Errors that can occur during an add operation are:
An attempt to add a NULL attribute_name, or an attempt to add the attribute to a NULL attribute_set.
Unable to allocate memory to store the (attribute_name, attribute_value) pair in the attribute_set.
An attempt to add an attribute_name which is already defined in the attribute_set.
globus_result_t
grid_storage_remove_attribute(
char * attribute_name,
grid_storage_attribute_t * attribute_set)
Remove the attribute named attribute_name from the attribute set attribute_set to attribute_value. Any references to the attribute’s value obtained from grid_storage_get_attribute are no longer valid, and should not be referenced.
Errors that can occur during a set operation are:
An attempt to remove a NULL attribute_name, or an attempt to remove the attribute from a NULL attribute_set.
An attempt to remove an attribute_name which is not defined in the attribute_set.
globus_result_t
grid_storage_set_attribute(
char * attribute_name,
char * attribute_value,
grid_storage_attribute_t * attribute_set)
Sets the value associated with the attribute named attribute_name within attribute_set to attribute_value, or fails if no such attribute exists within the supplied attribute set.
Errors that can occur during a set operation are:
An attempt to set a NULL attribute_name, or an attempt to set the attribute in a NULL attribute_set.
Unable to allocate memory to store the (attribute_name, attribute_value) pair in the attribute_set.
An attempt to set an attribute_name which is not defined in the attribute_set.
globus_result_t
grid_storage_get_attribute(
char * attribute_name,
char ** attribute_value,
grid_storage_attribute_t * attribute_set)
Retrieve the value of an attribute with name attribute_name from attribute_set, or fails if no such attribute exists within the supplied attribute set. If successful, the attribute_value parameter will point to a string containing the value of the attribute. This string should not be modified or freed by the user.
Errors that can occur during a delete operation are:
An attempt to delete a NULL attribute_name, or an attempt to delete the attribute to a NULL attribute_set.
An attempt to delete an attribute_name which is not defined in the attribute_set.
The functions defined here allow users or applications to set and query properties of file instances or storage systems. We define an interface similar to the attribute interface for our prototype implementation.
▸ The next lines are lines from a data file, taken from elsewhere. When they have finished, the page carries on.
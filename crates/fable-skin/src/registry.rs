//! Skin registry: the mutation surface over the persisted document.
//!
//! Every operation is a whole-document read-modify-write through the
//! [`LocalStore`]: load, mutate the in-memory copy, save. Loading
//! already replaces stale (wrong-fingerprint) data with the empty
//! default, so the registry inherits the lazy invalidation model.

use fable_store::{KvStore, LocalStore};
use fable_types::{MAX_CSS_BYTES, Result, SkinDocument, SkinError, SkinRecord};

use crate::key::encode_key;
use crate::validator::{extract_metadata, is_well_formed_css};

/// Registry of a user's uploaded skins.
#[derive(Debug)]
pub struct SkinRegistry<S> {
    local: LocalStore<S>,
}

impl<S: KvStore> SkinRegistry<S> {
    pub fn new(local: LocalStore<S>) -> Self {
        Self { local }
    }

    /// The backing local store.
    pub fn local(&self) -> &LocalStore<S> {
        &self.local
    }

    /// Mutable access to the backing local store (used by the manager
    /// when accepting a pulled remote document).
    pub fn local_mut(&mut self) -> &mut LocalStore<S> {
        &mut self.local
    }

    /// Current skin document (empty default when logged out or stale).
    pub fn document(&self) -> SkinDocument {
        self.local.load()
    }

    /// Validate and store a new skin from its CSS text.
    ///
    /// Returns the registry key on success. A name colliding with an
    /// existing key overwrites that record; the capacity check runs
    /// first, so no upload is accepted once the document is full.
    pub fn add_skin(&mut self, css: &str) -> Result<String> {
        if self.local.fingerprint().is_none() {
            return Err(SkinError::WrongFingerprint);
        }
        let mut doc = self.local.load();
        if doc.at_capacity() {
            return Err(SkinError::TooManySkins);
        }
        if css.len() > MAX_CSS_BYTES {
            return Err(SkinError::FileTooLarge(css.len()));
        }
        if !is_well_formed_css(css) {
            return Err(SkinError::InvalidCss);
        }
        let meta = extract_metadata(css);
        let Some(name) = meta.name else {
            return Err(SkinError::MissingMetadata);
        };

        let key = encode_key(&name);
        doc.data.insert(
            key.clone(),
            SkinRecord {
                name,
                author: meta.author,
                version: meta.version,
                css: css.to_string(),
            },
        );
        self.local.save(&doc)?;
        log::info!("skin added under key {key}");
        Ok(key)
    }

    /// Toggle the active skin.
    ///
    /// Activating a key deactivates whatever was active before (single
    /// active invariant); toggling the active key clears the selection.
    /// An absent key leaves the selection untouched. The document is
    /// persisted either way.
    pub fn toggle_active(&mut self, key: &str) -> Result<()> {
        if self.local.fingerprint().is_none() {
            return Err(SkinError::WrongFingerprint);
        }
        let mut doc = self.local.load();
        if doc.data.contains_key(key) {
            doc.active = if doc.active.as_deref() == Some(key) {
                None
            } else {
                Some(key.to_string())
            };
        }
        self.local.save(&doc)
    }

    /// Remove a skin. Deleting the active skin clears the selection;
    /// deleting an absent key is a no-op (idempotent).
    pub fn delete_skin(&mut self, key: &str) -> Result<()> {
        if self.local.fingerprint().is_none() {
            return Err(SkinError::WrongFingerprint);
        }
        let mut doc = self.local.load();
        doc.data.remove(key);
        if doc.active.as_deref() == Some(key) {
            doc.active = None;
        }
        self.local.save(&doc)
    }
}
Like the attribute interface above, the specification of the property management functions is likely to change dramatically in subsequent versions of SC-API.
We first define sets of required properties for file instances and storage systems.
Required properties for file instances include:
Required storage system properties:
Is it ok to let applications set these properties directly? Or should they only be set as side effects of Storage Client API calls (i.e., open, write, close)?
globus_result_t
grid_storage_list_properties(
grid_storage_url_t * storage_url,
grid_storage_attribute_t * attributes,
char *** property_names,
char *** property_values)
Return a list of the properties of the file instance or storage system. The property_names and property_values arrays will be initialized to a NULL-terminated copy of the properties of the URL. The user must free the property name and property value arrays.